TASK DIRECTIONS — Filter the entries that follow, copying every line in which the word "allAuthenticatedUsers" appears.

MATERIAL TO PROCESS —
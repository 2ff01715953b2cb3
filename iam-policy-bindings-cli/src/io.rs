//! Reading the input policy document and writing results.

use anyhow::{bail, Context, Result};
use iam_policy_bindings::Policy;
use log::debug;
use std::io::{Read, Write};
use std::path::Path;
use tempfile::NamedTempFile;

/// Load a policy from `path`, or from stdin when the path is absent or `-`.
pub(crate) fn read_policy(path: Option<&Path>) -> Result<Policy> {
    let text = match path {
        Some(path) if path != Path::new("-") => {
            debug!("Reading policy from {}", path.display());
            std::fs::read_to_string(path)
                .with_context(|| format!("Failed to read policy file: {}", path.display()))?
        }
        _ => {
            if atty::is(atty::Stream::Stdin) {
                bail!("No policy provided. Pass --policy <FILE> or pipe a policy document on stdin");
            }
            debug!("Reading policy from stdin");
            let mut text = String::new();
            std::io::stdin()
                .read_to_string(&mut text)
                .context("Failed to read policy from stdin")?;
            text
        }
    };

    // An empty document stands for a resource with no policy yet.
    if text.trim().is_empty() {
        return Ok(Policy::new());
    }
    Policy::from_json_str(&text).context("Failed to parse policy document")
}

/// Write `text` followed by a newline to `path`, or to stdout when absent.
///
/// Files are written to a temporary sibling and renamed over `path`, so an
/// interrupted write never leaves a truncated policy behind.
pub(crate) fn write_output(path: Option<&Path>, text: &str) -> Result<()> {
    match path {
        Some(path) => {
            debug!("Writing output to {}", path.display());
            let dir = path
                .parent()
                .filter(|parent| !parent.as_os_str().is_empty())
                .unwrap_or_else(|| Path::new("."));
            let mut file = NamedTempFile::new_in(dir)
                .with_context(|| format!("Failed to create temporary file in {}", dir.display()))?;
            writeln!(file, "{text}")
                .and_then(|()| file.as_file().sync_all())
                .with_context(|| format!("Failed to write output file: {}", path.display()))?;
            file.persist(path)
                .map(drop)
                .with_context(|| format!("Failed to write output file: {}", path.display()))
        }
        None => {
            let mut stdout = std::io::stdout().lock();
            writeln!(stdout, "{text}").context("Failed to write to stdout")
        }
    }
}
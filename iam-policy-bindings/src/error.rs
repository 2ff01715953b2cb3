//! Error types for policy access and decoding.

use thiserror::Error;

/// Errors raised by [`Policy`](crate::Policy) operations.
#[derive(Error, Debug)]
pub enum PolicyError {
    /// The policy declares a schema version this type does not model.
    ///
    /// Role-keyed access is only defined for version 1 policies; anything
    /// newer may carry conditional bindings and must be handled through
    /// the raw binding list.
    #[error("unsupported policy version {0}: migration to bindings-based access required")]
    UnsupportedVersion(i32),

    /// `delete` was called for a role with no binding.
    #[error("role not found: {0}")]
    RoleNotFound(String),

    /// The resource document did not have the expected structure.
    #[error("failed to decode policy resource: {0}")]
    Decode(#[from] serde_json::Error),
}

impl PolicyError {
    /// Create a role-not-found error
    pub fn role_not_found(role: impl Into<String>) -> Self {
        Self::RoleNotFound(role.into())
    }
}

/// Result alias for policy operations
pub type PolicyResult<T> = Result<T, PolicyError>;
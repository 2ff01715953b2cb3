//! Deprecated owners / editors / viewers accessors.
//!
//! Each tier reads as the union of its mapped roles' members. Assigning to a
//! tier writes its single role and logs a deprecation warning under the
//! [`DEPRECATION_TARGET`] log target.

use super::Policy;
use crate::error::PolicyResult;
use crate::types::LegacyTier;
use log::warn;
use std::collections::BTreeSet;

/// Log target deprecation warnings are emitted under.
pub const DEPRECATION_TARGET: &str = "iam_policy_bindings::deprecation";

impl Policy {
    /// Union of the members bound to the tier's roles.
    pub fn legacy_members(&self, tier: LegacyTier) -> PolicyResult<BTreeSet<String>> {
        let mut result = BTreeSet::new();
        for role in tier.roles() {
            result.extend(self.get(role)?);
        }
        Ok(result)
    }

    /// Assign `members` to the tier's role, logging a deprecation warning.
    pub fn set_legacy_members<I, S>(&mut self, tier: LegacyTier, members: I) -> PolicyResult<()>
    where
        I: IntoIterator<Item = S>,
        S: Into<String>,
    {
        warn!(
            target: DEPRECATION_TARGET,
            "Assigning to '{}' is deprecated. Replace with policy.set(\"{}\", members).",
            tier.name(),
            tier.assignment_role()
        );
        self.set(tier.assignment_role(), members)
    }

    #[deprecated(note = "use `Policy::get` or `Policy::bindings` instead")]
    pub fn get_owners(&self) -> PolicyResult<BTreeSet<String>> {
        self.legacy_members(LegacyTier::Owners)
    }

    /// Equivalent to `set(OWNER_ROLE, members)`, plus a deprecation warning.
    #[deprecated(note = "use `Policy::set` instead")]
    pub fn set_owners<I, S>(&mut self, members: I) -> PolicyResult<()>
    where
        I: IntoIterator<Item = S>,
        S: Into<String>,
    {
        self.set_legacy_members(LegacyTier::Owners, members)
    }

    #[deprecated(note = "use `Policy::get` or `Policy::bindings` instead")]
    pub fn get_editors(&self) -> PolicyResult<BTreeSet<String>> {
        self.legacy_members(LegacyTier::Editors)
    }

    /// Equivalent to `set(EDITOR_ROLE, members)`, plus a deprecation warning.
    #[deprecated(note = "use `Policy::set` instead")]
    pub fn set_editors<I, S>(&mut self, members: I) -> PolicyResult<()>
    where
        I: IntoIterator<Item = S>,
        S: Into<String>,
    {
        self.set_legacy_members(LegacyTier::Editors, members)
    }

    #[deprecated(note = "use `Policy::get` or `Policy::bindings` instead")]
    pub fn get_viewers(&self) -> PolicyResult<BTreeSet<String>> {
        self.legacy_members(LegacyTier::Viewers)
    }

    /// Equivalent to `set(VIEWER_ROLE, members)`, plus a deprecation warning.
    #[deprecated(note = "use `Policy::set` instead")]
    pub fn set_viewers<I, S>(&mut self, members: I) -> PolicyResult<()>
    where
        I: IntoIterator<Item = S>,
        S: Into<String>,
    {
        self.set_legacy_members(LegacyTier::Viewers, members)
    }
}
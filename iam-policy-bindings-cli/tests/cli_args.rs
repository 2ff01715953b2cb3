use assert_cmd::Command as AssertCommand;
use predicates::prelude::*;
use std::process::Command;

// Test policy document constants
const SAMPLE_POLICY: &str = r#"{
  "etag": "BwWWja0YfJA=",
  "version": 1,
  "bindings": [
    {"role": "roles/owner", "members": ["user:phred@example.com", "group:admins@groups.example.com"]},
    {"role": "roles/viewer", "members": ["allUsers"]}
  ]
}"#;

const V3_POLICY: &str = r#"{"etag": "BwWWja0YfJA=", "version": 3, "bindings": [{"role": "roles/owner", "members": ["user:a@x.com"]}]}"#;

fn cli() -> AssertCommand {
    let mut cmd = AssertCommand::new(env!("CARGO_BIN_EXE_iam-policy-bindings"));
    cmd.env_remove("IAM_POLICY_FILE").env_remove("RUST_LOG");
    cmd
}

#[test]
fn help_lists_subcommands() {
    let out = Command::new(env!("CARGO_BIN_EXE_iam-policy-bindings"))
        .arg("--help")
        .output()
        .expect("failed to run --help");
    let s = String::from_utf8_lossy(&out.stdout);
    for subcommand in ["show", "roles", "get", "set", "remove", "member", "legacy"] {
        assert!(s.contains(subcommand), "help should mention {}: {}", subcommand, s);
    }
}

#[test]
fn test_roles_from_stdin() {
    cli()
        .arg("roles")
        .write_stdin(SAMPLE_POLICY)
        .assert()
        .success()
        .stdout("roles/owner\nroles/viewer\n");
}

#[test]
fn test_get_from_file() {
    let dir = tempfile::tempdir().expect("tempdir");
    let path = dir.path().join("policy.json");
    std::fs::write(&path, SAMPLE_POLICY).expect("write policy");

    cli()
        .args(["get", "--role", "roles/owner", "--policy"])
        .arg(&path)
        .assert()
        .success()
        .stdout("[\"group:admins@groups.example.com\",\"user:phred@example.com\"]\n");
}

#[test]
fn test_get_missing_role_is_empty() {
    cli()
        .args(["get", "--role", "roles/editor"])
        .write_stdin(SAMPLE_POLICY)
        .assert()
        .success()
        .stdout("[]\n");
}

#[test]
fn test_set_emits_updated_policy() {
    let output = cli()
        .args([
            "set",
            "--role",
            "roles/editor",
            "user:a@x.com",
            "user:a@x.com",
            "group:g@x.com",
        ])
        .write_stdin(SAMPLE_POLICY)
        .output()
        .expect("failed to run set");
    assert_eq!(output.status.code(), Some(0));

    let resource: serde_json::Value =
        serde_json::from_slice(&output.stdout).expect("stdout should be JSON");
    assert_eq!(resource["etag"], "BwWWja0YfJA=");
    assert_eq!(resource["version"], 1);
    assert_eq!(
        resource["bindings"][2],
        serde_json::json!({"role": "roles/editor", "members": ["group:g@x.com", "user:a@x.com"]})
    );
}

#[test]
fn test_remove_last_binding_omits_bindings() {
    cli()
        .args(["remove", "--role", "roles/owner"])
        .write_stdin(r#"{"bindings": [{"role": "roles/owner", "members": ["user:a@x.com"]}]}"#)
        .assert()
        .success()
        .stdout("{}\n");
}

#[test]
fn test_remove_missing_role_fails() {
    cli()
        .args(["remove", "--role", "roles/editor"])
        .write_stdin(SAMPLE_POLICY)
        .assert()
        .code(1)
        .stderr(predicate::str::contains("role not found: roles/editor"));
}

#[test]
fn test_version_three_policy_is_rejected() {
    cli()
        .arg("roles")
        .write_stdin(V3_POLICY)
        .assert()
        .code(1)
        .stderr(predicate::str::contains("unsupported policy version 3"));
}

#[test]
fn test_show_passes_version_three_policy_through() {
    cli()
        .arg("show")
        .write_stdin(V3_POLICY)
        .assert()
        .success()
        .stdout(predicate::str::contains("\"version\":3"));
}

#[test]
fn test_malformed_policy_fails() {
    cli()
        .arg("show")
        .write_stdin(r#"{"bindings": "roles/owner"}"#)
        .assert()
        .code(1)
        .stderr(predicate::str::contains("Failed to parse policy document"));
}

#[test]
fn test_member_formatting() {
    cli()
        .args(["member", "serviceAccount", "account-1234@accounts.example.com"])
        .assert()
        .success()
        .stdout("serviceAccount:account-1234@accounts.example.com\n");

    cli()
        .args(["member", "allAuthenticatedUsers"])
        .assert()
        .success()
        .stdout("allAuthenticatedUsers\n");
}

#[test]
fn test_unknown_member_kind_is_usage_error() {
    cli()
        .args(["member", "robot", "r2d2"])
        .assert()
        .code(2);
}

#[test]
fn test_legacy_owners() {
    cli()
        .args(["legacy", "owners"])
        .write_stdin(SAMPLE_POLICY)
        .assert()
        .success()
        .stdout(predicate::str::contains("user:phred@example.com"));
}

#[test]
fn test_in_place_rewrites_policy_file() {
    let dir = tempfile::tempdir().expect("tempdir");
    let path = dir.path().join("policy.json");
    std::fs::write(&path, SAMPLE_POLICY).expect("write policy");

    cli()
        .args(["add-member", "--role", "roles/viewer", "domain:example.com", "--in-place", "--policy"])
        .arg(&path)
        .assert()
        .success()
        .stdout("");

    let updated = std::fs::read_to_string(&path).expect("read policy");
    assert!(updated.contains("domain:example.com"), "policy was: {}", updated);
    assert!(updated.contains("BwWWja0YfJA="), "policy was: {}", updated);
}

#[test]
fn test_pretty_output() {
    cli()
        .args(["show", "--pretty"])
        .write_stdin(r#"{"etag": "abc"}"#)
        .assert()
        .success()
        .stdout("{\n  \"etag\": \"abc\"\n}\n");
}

...

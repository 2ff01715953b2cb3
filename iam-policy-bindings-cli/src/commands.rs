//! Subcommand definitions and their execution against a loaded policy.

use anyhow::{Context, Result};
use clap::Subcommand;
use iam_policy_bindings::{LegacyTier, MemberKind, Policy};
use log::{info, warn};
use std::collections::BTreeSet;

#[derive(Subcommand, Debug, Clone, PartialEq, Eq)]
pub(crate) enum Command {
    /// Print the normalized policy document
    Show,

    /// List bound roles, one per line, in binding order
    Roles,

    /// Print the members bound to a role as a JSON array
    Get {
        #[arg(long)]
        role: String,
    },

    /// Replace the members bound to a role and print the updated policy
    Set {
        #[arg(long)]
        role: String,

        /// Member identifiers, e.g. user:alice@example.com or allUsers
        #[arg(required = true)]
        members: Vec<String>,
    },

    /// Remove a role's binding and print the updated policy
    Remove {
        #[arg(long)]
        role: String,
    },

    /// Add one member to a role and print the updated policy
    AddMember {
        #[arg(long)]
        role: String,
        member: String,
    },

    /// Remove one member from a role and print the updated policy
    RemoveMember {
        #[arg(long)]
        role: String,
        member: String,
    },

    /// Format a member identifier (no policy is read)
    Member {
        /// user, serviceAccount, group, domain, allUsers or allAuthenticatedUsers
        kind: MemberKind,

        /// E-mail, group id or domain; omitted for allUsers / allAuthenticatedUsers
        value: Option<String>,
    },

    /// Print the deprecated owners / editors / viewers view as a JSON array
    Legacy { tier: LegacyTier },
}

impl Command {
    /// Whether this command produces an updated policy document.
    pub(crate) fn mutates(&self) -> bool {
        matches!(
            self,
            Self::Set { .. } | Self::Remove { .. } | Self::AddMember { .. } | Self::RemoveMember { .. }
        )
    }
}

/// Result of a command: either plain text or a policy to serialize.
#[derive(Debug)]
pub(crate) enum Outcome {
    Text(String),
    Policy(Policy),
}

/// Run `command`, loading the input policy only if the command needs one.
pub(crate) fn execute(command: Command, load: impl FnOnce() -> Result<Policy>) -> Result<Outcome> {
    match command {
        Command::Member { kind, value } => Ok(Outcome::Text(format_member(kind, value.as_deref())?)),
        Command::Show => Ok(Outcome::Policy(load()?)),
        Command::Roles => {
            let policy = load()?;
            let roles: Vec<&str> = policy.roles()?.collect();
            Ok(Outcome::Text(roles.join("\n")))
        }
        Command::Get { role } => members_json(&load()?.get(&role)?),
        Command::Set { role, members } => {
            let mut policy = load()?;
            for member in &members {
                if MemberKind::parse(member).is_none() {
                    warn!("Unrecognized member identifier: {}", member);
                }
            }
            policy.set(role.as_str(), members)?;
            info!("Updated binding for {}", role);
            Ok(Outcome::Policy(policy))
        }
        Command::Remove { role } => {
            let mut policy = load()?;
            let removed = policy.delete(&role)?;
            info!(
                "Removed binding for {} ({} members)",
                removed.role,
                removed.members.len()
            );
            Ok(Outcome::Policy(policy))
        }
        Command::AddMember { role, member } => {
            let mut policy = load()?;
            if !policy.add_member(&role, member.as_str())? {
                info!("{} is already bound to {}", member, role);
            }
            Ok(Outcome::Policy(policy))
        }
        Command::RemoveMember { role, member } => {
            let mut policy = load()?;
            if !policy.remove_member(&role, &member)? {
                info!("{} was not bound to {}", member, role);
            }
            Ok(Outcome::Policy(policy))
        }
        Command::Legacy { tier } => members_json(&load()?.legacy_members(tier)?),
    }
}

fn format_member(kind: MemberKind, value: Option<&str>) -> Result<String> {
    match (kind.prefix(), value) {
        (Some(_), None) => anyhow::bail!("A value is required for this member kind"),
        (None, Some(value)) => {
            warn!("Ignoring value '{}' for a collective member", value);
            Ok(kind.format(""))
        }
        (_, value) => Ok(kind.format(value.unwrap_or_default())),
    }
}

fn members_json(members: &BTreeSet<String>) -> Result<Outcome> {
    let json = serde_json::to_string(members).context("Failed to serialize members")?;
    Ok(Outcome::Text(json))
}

--

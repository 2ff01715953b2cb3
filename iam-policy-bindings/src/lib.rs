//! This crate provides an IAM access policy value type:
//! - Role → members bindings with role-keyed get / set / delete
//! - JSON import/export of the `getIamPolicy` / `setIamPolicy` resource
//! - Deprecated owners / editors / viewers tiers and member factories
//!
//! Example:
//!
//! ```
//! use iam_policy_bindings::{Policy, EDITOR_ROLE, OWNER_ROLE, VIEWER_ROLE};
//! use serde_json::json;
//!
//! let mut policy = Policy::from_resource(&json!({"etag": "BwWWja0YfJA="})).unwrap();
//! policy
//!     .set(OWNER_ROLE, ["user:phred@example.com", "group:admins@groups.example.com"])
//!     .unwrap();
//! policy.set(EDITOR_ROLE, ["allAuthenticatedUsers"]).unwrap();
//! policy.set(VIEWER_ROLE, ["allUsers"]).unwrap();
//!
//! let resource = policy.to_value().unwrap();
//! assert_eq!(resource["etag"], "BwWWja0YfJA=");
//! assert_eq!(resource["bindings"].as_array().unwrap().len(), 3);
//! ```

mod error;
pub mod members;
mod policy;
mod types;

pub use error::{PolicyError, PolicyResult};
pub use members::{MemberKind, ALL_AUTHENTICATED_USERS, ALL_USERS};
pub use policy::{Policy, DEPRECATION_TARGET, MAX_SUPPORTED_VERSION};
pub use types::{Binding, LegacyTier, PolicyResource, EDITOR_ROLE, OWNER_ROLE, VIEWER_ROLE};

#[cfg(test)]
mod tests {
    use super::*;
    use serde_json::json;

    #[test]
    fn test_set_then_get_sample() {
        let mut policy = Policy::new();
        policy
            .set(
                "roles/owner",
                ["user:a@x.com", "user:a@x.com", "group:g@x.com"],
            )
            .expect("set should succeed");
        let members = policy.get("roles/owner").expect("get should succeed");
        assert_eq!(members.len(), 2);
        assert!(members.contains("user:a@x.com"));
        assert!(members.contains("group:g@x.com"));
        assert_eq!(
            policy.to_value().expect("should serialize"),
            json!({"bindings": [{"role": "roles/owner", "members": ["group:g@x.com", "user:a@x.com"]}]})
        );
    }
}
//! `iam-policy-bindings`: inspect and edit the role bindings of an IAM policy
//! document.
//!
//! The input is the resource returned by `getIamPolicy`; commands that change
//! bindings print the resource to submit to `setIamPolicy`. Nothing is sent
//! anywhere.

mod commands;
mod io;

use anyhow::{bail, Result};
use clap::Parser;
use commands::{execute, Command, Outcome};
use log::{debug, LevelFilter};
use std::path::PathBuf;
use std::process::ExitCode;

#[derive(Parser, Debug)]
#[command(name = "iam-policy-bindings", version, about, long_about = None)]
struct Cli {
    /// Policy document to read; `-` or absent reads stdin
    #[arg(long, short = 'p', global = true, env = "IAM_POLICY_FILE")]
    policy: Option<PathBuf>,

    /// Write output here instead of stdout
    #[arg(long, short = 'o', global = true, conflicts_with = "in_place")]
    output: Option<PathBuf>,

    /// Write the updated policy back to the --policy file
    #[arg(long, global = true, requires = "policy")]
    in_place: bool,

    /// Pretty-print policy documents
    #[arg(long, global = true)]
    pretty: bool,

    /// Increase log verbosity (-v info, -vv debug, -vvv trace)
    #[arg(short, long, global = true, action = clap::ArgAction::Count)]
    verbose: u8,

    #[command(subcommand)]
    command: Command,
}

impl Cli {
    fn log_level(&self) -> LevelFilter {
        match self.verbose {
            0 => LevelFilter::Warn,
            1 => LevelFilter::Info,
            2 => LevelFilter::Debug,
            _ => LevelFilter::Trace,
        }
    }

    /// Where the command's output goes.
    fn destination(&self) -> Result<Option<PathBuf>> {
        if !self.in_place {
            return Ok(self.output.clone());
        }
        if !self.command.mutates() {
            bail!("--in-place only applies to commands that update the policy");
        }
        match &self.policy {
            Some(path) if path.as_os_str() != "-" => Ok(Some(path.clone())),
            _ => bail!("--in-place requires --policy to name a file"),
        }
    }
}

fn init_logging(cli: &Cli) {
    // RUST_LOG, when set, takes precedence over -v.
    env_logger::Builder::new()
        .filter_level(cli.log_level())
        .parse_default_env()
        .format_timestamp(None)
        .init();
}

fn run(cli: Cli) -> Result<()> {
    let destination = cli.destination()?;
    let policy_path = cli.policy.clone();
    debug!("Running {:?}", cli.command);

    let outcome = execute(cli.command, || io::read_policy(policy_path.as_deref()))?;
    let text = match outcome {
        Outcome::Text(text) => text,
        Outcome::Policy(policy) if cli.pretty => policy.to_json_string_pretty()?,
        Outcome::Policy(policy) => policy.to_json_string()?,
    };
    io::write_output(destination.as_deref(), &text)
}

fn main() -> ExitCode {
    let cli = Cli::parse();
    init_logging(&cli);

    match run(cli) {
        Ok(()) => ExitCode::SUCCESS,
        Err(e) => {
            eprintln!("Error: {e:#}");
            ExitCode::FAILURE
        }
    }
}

SOLVED PROBLEM —
        .args(["member", "allAuthenticatedUsers"])
        .stdout("allAuthenticatedUsers\n");
        /// user, serviceAccount, group, domain, allUsers or allAuthenticatedUsers
        /// E-mail, group id or domain; omitted for allUsers / allAuthenticatedUsers
//! policy.set(EDITOR_ROLE, ["allAuthenticatedUsers"]).unwrap();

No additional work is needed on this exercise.